Many people see our environment as emotionally sterile, intimidating, disempowering and intrusive. With your limited time and busy workload, how can you overcome this and create a safer, more positive, and engaged atmosphere for the people you serve in just one step?

Constant Connection means that each staff member begins the day by smiling, greeting, and checking in with each person he/she serves. Every day. It also means that throughout their time together, staff members will routinely take the time to acknowledge, wave, speak or smile – without linking it to a task, a request or a behavior. It also means that they will end their time together by smiling, saying farewell, and checking out with each person they serve.

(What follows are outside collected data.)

//! Content Store Client - Typed client for the messaging content store API.
//!
//! One method per route of the service, with responses deserialized into the
//! cs-models types. The client is generic over a [`Transport`]: production
//! code uses [`HttpTransport`] against a live server, tests use
//! [`FakeTransport`] against the in-memory verified fake and exercise the
//! exact same client code.

pub mod client;
pub mod transport;

// Re-export key types
pub use client::ContentStoreClient;
pub use transport::{FakeTransport, HttpTransport, Transport};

Why would this make a big impact?

Imagine I tell you what to do. No big deal, right? Now extend that – the only time I speak to you is when I give you instructions, perhaps even about the most basic or mundane things of your day – get up, make your bed, brush your teeth, eat your breakfast, take your medications, go to work… Whether or not you choose to comply with each of these requests, you would begin to feel one of a number of emotions about me and our relationship: oppressed, depressed, anxious, and irritated come to mind. And soon, whenever I approach, those feelings may come up fresh and strong – before I even open my mouth!

That’s your amygdala speaking to you – a small part of your brain that warns you of danger, triggers the ‘flight, fight or freeze’ response, contributes to emotional memory and learning, and may even be responsible for fear conditioning. In other words, your amygdala is your complete 911 center – it sees, reports, dispatches and responds – almost instantly – to threats. Most importantly, it learns from new threats. It finds patterns in your experience, and gives the alarm – even if you are not fully cognitively aware of your environment.

Imagine this: You are in my care, and your only experience with me is that three or four times a day I want something from you – and usually it is something difficult, unpleasant, or unwanted. You may begin to associate my approach with that stress. Your amygdala, adapting to new threat situations, begins to react. Therefore, when I approach, you bristle in anticipation – making my job harder, your progress slower, and our environment more sterile, less socialized, and possibly more full of conflict.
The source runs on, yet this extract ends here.